Celebrating Agriculture in America
Farmers and ranchers work hard every day to grow safe and healthy food for families around the world. They take pride in the care they provide for their livestock and strive to use farming practices that benefit the environment. Often, family members work together because farming or ranching is not only their livelihood, but also their lifestyle – it’s not just a job, it’s who they are. It’s a tradition that has been in place since the first plow broke the ground and free range cattle grazing was widely accepted. However, it was merely 40 years ago that the idea to appoint a day or week to celebrate the contributions of agriculture came about. Since then agriculture has had a week and a particular day designated for that exact purpose. This year join in the National Agriculture Week celebration during March 4-10 and National Agriculture Day on March 8, 2012.

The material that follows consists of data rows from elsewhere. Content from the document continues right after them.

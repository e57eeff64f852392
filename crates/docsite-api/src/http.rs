//! Outbound HTTP clients and JSON response helpers.
//!
//! Previewed pages are untrusted, so their client never follows redirects on
//! its own: [`get_public`] walks the chain and runs every `Location` through
//! the same static and resolution checks as the original URL. The page
//! client also resolves hostnames through [`PublicOnlyResolver`], so the
//! address it connects to is checked too, not just the one seen during
//! validation.

use std::net::SocketAddr;
use std::sync::Arc;

use axum::http::{HeaderMap, HeaderValue, StatusCode, header};
use axum::response::{IntoResponse, Response};
use reqwest::dns::{Addrs, Name, Resolve, Resolving};
use reqwest::header::{ACCEPT, LOCATION};
use reqwest::redirect::Policy;
use serde::Serialize;
use url::Url;

use docsite_core::{HostResolver, ResolvedUrl, parse_public_http_url, resolve_public};

use crate::config::Config;
use crate::error::ApiError;

/// Maximum number of redirects followed for one request.
pub const MAX_REDIRECTS: usize = 10;

/// Cache policy for GitHub summaries and "nothing to preview" outcomes: 1h CDN.
pub const CACHE_SHORT: &str = "public, s-maxage=3600, stale-while-revalidate=86400";

/// Cache policy for parsed link previews: 24h CDN, 7d stale-while-revalidate.
pub const CACHE_LONG: &str = "public, s-maxage=86400, stale-while-revalidate=604800";

/// Client builder for previewed pages.
///
/// Redirects are left to [`get_public`]. Callers may add further settings
/// (e.g. DNS overrides) before building.
pub fn page_client_builder(
    config: &Config,
    resolver: Arc<dyn HostResolver>,
) -> reqwest::ClientBuilder {
    reqwest::Client::builder()
        .user_agent(config.user_agent.clone())
        .redirect(Policy::none())
        .dns_resolver(Arc::new(PublicOnlyResolver::new(resolver)))
}

/// Client builder for the GitHub REST API.
///
/// The API base comes from configuration, so its redirects (renamed
/// repositories) are followed up to [`MAX_REDIRECTS`].
pub fn github_client_builder(config: &Config) -> reqwest::ClientBuilder {
    reqwest::Client::builder()
        .user_agent(config.user_agent.clone())
        .redirect(Policy::limited(MAX_REDIRECTS))
}

/// Connect-time resolver that refuses any answer containing a blocked address.
pub struct PublicOnlyResolver {
    inner: Arc<dyn HostResolver>,
}

impl PublicOnlyResolver {
    pub fn new(inner: Arc<dyn HostResolver>) -> Self {
        Self { inner }
    }
}

impl Resolve for PublicOnlyResolver {
    fn resolve(&self, name: Name) -> Resolving {
        let inner = Arc::clone(&self.inner);
        Box::pin(async move {
            let ips = resolve_public(inner.as_ref(), name.as_str()).await?;
            // Port is replaced with the one from the request URL.
            let addrs: Addrs = Box::new(ips.into_iter().map(|ip| SocketAddr::new(ip, 0)));
            Ok::<_, Box<dyn std::error::Error + Send + Sync>>(addrs)
        })
    }
}

/// Why [`get_public`] produced no response.
#[derive(Debug, thiserror::Error)]
pub enum FetchError {
    #[error("request to {url} failed: {source}")]
    Request {
        url: Url,
        #[source]
        source: reqwest::Error,
    },

    #[error("too many redirects, last request to {url}")]
    TooManyRedirects { url: Url },
}

impl FetchError {
    /// The last URL requested before fetching stopped.
    pub fn url(&self) -> &Url {
        match self {
            Self::Request { url, .. } | Self::TooManyRedirects { url } => url,
        }
    }
}

/// GET `target`, following redirects by hand.
///
/// A `Location` that fails the static or the resolution check is not
/// requested; its 3xx response is returned as the final one.
pub async fn get_public(
    client: &reqwest::Client,
    resolver: &dyn HostResolver,
    target: &ResolvedUrl,
    accept: &'static str,
) -> Result<reqwest::Response, FetchError> {
    let mut current = target.as_url().clone();
    let mut hops = 0;

    loop {
        let response = client
            .get(current.clone())
            .header(ACCEPT, accept)
            .send()
            .await
            .map_err(|source| FetchError::Request {
                url: current.clone(),
                source,
            })?;

        if !response.status().is_redirection() {
            return Ok(response);
        }
        let Some(location) = redirect_location(&response) else {
            return Ok(response);
        };
        if hops == MAX_REDIRECTS {
            return Err(FetchError::TooManyRedirects { url: current });
        }
        let Some(next) = verified_hop(resolver, &location).await else {
            tracing::debug!(from = %current, to = %location, "redirect to blocked url not followed");
            return Ok(response);
        };

        current = next;
        hops += 1;
    }
}

fn redirect_location(response: &reqwest::Response) -> Option<Url> {
    let location = response.headers().get(LOCATION)?.to_str().ok()?;
    response.url().join(location).ok()
}

async fn verified_hop(resolver: &dyn HostResolver, location: &Url) -> Option<Url> {
    let hop = parse_public_http_url(location.as_str())?;
    let resolved = hop.verify_resolution(resolver).await?;
    tracing::debug!(url = %resolved.as_str(), addrs = ?resolved.addrs(), "following redirect");
    Some(resolved.as_url().clone())
}

/// Serialize `body` as a 200 JSON response with cache and ETag headers.
pub fn json_response<T: Serialize>(
    body: &T,
    cache_control: &'static str,
) -> Result<Response, ApiError> {
    let json = serde_json::to_vec(body).map_err(|e| ApiError::Internal(e.into()))?;

    let mut headers = HeaderMap::new();
    headers.insert(
        header::CONTENT_TYPE,
        HeaderValue::from_static("application/json"),
    );
    headers.insert(header::CACHE_CONTROL, HeaderValue::from_static(cache_control));

    // ETag (xxHash of content)
    let hash = xxhash_rust::xxh3::xxh3_64(&json);
    let etag = format!("\"{}\"", hex_fmt::HexFmt(&hash.to_be_bytes()));
    if let Ok(val) = HeaderValue::from_str(&etag) {
        headers.insert(header::ETAG, val);
    }

    Ok((StatusCode::OK, headers, json).into_response())
}
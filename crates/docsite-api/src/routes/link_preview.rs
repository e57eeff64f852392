//! `GET /api/link-preview` handler.

use axum::extract::{RawQuery, State};
use axum::response::Response;

use crate::error::ApiError;
use crate::http::json_response;
use crate::preview::fetch_preview;
use crate::state::AppState;

/// Preview the page behind `?url=`.
///
/// Only validation failures are errors; fetch problems produce an empty
/// preview with a short cache lifetime.
pub async fn link_preview_handler(
    State(state): State<AppState>,
    RawQuery(query): RawQuery,
) -> Result<Response, ApiError> {
    let target = super::validated_target(&state, query.as_deref()).await?;

    let outcome = fetch_preview(&state, &target).await;
    let cache_control = outcome.cache_control();
    json_response(&outcome.into_preview(), cache_control)
}
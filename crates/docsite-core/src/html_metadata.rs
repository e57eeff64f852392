//! Open Graph / Twitter card metadata extraction.
//!
//! Third-party pages are often malformed and we only ever need a handful of
//! `<meta>` tags plus `<title>`, so this works on the raw text with regexes
//! instead of building a DOM.

use std::collections::HashMap;
use std::sync::LazyLock;

use regex::{Captures, Regex};

/// A `<meta ...>` tag. Quoted attribute values may contain `>`.
static META_TAG_REGEX: LazyLock<Regex> = LazyLock::new(|| {
    Regex::new(r#"(?is)<meta\b(?:[^>"']|"[^"]*"|'[^']*')*>"#).expect("meta tag regex should compile")
});

/// One `name=value` attribute with a double-quoted, single-quoted or bare value.
static ATTRIBUTE_REGEX: LazyLock<Regex> = LazyLock::new(|| {
    Regex::new(r#"(?s)([a-zA-Z_:][-a-zA-Z0-9_:.]*)\s*=\s*(?:"([^"]*)"|'([^']*)'|([^\s"'=<>`]+))"#)
        .expect("attribute regex should compile")
});

static TITLE_REGEX: LazyLock<Regex> = LazyLock::new(|| {
    Regex::new(r"(?is)<title\b[^>]*>(.*?)</title\s*>").expect("title regex should compile")
});

/// Named, decimal and hex character references. Digit counts are bounded so
/// the numeric parse cannot overflow.
static ENTITY_REGEX: LazyLock<Regex> = LazyLock::new(|| {
    Regex::new(r"&(#[0-9]{1,7}|#[xX][0-9a-fA-F]{1,6}|[a-zA-Z]+);")
        .expect("entity regex should compile")
});

/// Metadata extracted from an HTML document.
#[derive(Debug, Clone, Default, PartialEq, Eq)]
pub struct HtmlMetadata {
    pub title: Option<String>,
    pub description: Option<String>,
    /// Image URL exactly as written in the page; may be relative.
    pub image: Option<String>,
    pub site_name: Option<String>,
}

/// Extract title, description, image and site name from raw HTML.
///
/// Precedence:
/// - title: `og:title`, `twitter:title`, `<title>`
/// - description: `og:description`, `description`, `twitter:description`
/// - image: `og:image`, `twitter:image`, `twitter:image:src`
/// - site name: `og:site_name`
///
/// Values are entity-decoded and trimmed; empty values are treated as absent.
pub fn extract_html_metadata(html: &str) -> HtmlMetadata {
    let meta = collect_meta(html);
    let pick = |keys: &[&str]| keys.iter().find_map(|k| meta.get(*k).cloned());

    let title = pick(&["og:title", "twitter:title"]).or_else(|| title_text(html));

    HtmlMetadata {
        title,
        description: pick(&["og:description", "description", "twitter:description"]),
        image: pick(&["og:image", "twitter:image", "twitter:image:src"]),
        site_name: pick(&["og:site_name"]),
    }
}

/// Map `property`/`name` (lowercased) to decoded `content`, first non-empty wins.
fn collect_meta(html: &str) -> HashMap<String, String> {
    let mut found = HashMap::new();

    for tag in META_TAG_REGEX.find_iter(html) {
        let mut key = None;
        let mut name = None;
        let mut content = None;

        for attr in ATTRIBUTE_REGEX.captures_iter(tag.as_str()) {
            let value = attr
                .get(2)
                .or_else(|| attr.get(3))
                .or_else(|| attr.get(4))
                .map_or("", |m| m.as_str());
            match attr[1].to_ascii_lowercase().as_str() {
                "property" => key = key.or(Some(value)),
                "name" => name = name.or(Some(value)),
                "content" => content = content.or(Some(value)),
                _ => {}
            }
        }

        let Some(key) = key.or(name) else { continue };
        let Some(value) = content.and_then(clean) else {
            continue;
        };
        found
            .entry(key.trim().to_ascii_lowercase())
            .or_insert(value);
    }

    found
}

fn title_text(html: &str) -> Option<String> {
    TITLE_REGEX
        .captures(html)
        .and_then(|c| c.get(1))
        .and_then(|m| clean(m.as_str()))
}

/// Decode and trim; `None` if nothing is left.
fn clean(raw: &str) -> Option<String> {
    let decoded = decode_html_entities(raw);
    let trimmed = decoded.trim();
    (!trimmed.is_empty()).then(|| trimmed.to_string())
}

/// Decode the HTML character references that show up in meta tags.
///
/// Handles `&amp; &lt; &gt; &quot; &#39; &apos; &nbsp;` plus decimal and hex
/// numeric references. Anything unknown or invalid (e.g. a surrogate code
/// point) is left as written.
pub fn decode_html_entities(text: &str) -> String {
    if !text.contains('&') {
        return text.to_string();
    }

    ENTITY_REGEX
        .replace_all(text, |caps: &Captures<'_>| {
            decode_entity(&caps[1]).unwrap_or_else(|| caps[0].to_string())
        })
        .into_owned()
}

fn decode_entity(body: &str) -> Option<String> {
    let named = match body {
        "amp" => Some('&'),
        "lt" => Some('<'),
        "gt" => Some('>'),
        "quot" => Some('"'),
        "apos" => Some('\''),
        "nbsp" => Some(' '),
        _ => None,
    };
    if let Some(c) = named {
        return Some(c.to_string());
    }

    let numeric = body.strip_prefix('#')?;
    let code = match numeric.strip_prefix(['x', 'X']) {
        Some(hex) => u32::from_str_radix(hex, 16).ok()?,
        None => numeric.parse::<u32>().ok()?,
    };
    char::from_u32(code).map(String::from)
}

National Agriculture Week and Ag Day was started by University of Minnesota graduate Don Neth during a time when farm grown items were in surplus, creating distribution problems and influencing lower market prices for farm commodities. To help solve the problems facing American growers, the Agriculture Council of America (ACA) was formed in 1973 to increase public awareness on the role agriculture plays in the daily lives of all people. Groups helping to spread the ACA’s message are organizations such as: agricultural associations, corporations, universities, government agencies, producers and many others. These participating groups will be focused on educating consumers about how their food, fiber, clothing and fuel is made and where it comes from.
The ACA’s main focus is administering the National Ag Day program each year in March. Their message is focused on explaining how farmers and ranchers grow nearly everything we eat, use or wear on a daily basis. The ACA’s values reflect an understanding of how food and fiber products are made while expressing appreciation for the safe, plentiful and affordable items that agriculture provides. They also compliment agricultures’ contributions to the economy, and support career opportunities in the agricultural field.
Today the surpluses are gone and farm ground is bringing in record prices due to the good profit in agricultural crops. Yet, there are still several challenges to be addressed during National Agriculture Week and Ag Day. While it is important to highlight the contributions ag growers have made, the core spotlight is on continuing work with issues that are affecting present day agriculture, such as animal welfare, consumer disconnect and misunderstanding among those not involved in farm or ranch life on a regular basis. The ACA and multiple agricultural organizations will be teaming up across the nation to address these challenges and tells agriculture’s story.
National Agriculture Week and Ag Day are a chance for anyone involved in agriculture, or passionate about it, to support the farmers and ranchers of America by thanking them for what they do seven days a week, 365 days a year, and by informing consumers about the agricultural trade. If you would like to get involved this year to help spread the message, please visit http://www.AgDay.org for some great ideas on how to contribute.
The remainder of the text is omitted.